Condensare in poche righe o nei minuti usualmente concessi per un intervento considerazioni giuridiche particolarmente complesse ben può essere considerata un’operazione ardua e che potrà risultare non particolarmente accattivante per l’uditorio.

È, tuttavia, la richiesta e la scelta della tematica, avanzata dagli stessi “animatori digitali”, a fornire all’intervento una singolare valenza: se padroneggiare una visione d’insieme delle condotte on line penalmente rilevanti non renderà gli “animatori digitali” degli esperti di diritto dell’informatica, consentirà comunque loro, anche in forza del particolare ruolo rivestito, di poter riconoscere dei campanelli d’allarme e di fornire alcuni consigli preliminari a studenti e colleghi.

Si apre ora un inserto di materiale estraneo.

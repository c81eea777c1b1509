//! PKCS#7 padding.

use crate::error::{Error, Result};

/// Pad `data` to a multiple of `block_len` by appending `k` copies of the byte `k`.
///
/// At least one byte is always added: input that is already block aligned gains a full block
/// of padding, so that [`unpad`] is unambiguous. A `block_len` of zero, or one too large for
/// the pad length to fit in a byte, yields an empty result.
#[must_use]
pub fn pad(data: &[u8], block_len: usize) -> Vec<u8> {
    if block_len == 0 || block_len > usize::from(u8::MAX) {
        return Vec::new();
    }

    let pad_len = block_len - data.len() % block_len;
    let mut padded = Vec::with_capacity(data.len() + pad_len);
    padded.extend_from_slice(data);
    #[allow(clippy::cast_possible_truncation)]
    padded.resize(data.len() + pad_len, pad_len as u8);
    padded
}

/// Strip PKCS#7 padding, trusting the last byte for the pad length.
///
/// # Errors
///
/// [`Error::InvalidPadding`] if the pad length is zero, longer than the input, or the trailing
/// bytes don't all equal it.
pub fn unpad(padded: &[u8]) -> Result<&[u8]> {
    let pad_len = usize::from(*padded.last().ok_or(Error::InvalidPadding)?);

    if pad_len == 0 || pad_len > padded.len() {
        return Err(Error::InvalidPadding);
    }

    let unpadded_len = padded.len() - pad_len;
    if padded[unpadded_len..]
        .iter()
        .all(|&b| usize::from(b) == pad_len)
    {
        Ok(&padded[..unpadded_len])
    } else {
        Err(Error::InvalidPadding)
    }
}

/// Whether `padded` is a whole number of `block_len` blocks ending in a pad of `[1, block_len]`
/// bytes.
#[must_use]
pub fn padding_valid(padded: &[u8], block_len: usize) -> bool {
    let Some(&last) = padded.last() else {
        return false;
    };
    if block_len == 0 || padded.len() % block_len != 0 || usize::from(last) > block_len {
        return false;
    }
    unpad(padded).is_ok()
}

/// [`unpad`] for block-structured plaintext, rejecting pad lengths above `block_len`.
///
/// # Errors
///
/// [`Error::InvalidPadding`] unless [`padding_valid`] holds.
pub fn unpad_block(padded: &[u8], block_len: usize) -> Result<&[u8]> {
    if !padding_valid(padded, block_len) {
        return Err(Error::InvalidPadding);
    }
    unpad(padded)
}

#[cfg(test)]
mod tests {
    use super::*;

    use proptest::prelude::*;
    use rstest::rstest;

    #[rstest]
    #[case(b"YELL", 4, b"YELL\x04\x04\x04\x04")]
    #[case(b"YELLOWS!!!", 6, b"YELLOWS!!!\x02\x02")]
    #[case(b"YELLOW SUBMARINE", 20, b"YELLOW SUBMARINE\x04\x04\x04\x04")]
    #[case(b"", 3, b"\x03\x03\x03")]
    #[case(b"ab", 1, b"ab\x01")]
    fn test_pad_appends_pad_len_copies(
        #[case] input: &[u8],
        #[case] block_len: usize,
        #[case] expected: &[u8],
    ) {
        assert_eq!(pad(input, block_len), expected);
    }

    #[test]
    fn test_pad_aligned_input_gains_full_block() {
        let input = b"YELLOW SUBMARINE";

        let padded = pad(input, 16);

        assert_eq!(padded.len(), 32);
        assert_eq!(&padded[..16], input);
        assert!(padded[16..].iter().all(|&b| b == 0x10));
    }

    #[test]
    fn test_pad_rejects_unusable_block_len() {
        assert!(pad(b"abc", 0).is_empty());
        assert!(pad(b"abc", 256).is_empty());
    }

    #[test]
    fn test_unpad_strips_padding() {
        assert_eq!(unpad(b"ICE ICE BABY\x04\x04\x04\x04").unwrap(), b"ICE ICE BABY");
    }

    #[rstest]
    #[case::empty(b"")]
    #[case::zero_pad(b"ICE ICE BABY\x00")]
    #[case::pad_too_big(b"ICE ICE BABY\x05\x05\x05\x05")]
    #[case::mixed(b"ICE ICE BABY\x01\x02\x03\x04")]
    #[case::longer_than_input(b"ICE ICE BABY\xFF")]
    fn test_unpad_rejects_malformed_trailer(#[case] input: &[u8]) {
        assert!(matches!(unpad(input), Err(Error::InvalidPadding)));
    }

    #[test]
    fn test_padding_valid_checks_block_structure() {
        assert!(padding_valid(b"ICE ICE BABY\x04\x04\x04\x04", 16));
        assert!(padding_valid(
            b"ICE ICE BABY\x0C\x0C\x0C\x0C\x0C\x0C\x0C\x0C\x0C\x0C\x0C\x0C",
            12
        ));
        assert!(!padding_valid(b"ICE ICE BABY\x03\x03\x03", 16));
        assert!(!padding_valid(&[0x11; 16], 16));
        assert!(unpad(&[0x11; 17]).is_ok());
        assert!(matches!(unpad_block(&[0x11; 16], 16), Err(Error::InvalidPadding)));
    }

    proptest! {
        #[test]
        fn pad_then_unpad_is_identity(
            data in proptest::collection::vec(any::<u8>(), 0..200),
            block_len in 1usize..=255,
        ) {
            let padded = pad(&data, block_len);
            prop_assert_eq!(padded.len() % block_len, 0);
            prop_assert!(padded.len() > data.len());
            prop_assert_eq!(unpad_block(&padded, block_len).unwrap(), &data[..]);
        }
    }
}
use rand::{CryptoRng, RngCore};

use crate::cipher::AES_128_KEY_LEN;

pub fn gen_random_bytes<R: RngCore + CryptoRng>(rng: &mut R, len: usize) -> Vec<u8> {
    let mut bytes = vec![0; len];
    rng.fill_bytes(&mut bytes);
    bytes
}

/// A fresh AES-128 key.
pub fn gen_key<R: RngCore + CryptoRng>(rng: &mut R) -> Vec<u8> {
    gen_random_bytes(rng, AES_128_KEY_LEN)
}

Ciò non può che completare quanto stabilito dall’azione 28 del PNSD, laddove si definisce l’animatore digitale “figura fondamentale per l’accompagnamento del Piano Nazionale Scuola Digitale”, riconoscendogli un “ruolo strategico nella diffusione dell’innovazione a scuola”. Prima di affrontare – senza pretesa di completezza ed avuto riguardo all’assenza di competenze specifiche nell’uditorio – la tematica affidata, è opportuno ripresentare brevemente una tesi che ho già sostenuto e commentato con gli “animatori digitali” nei



  1. Si rimanda in argomento a quanto emerge da due recenti ricerche IPSOS (“Il consenso in ambiente digitale: percezione e consapevolezza tra i teen” e “Il consenso in ambiente digitale: percezione e consapevolezza tra i teen”) rese note in occasione del Safer Internet Day 2017 e visionabili all’URL di seguito indicato: http://bit.ly/2letHwn.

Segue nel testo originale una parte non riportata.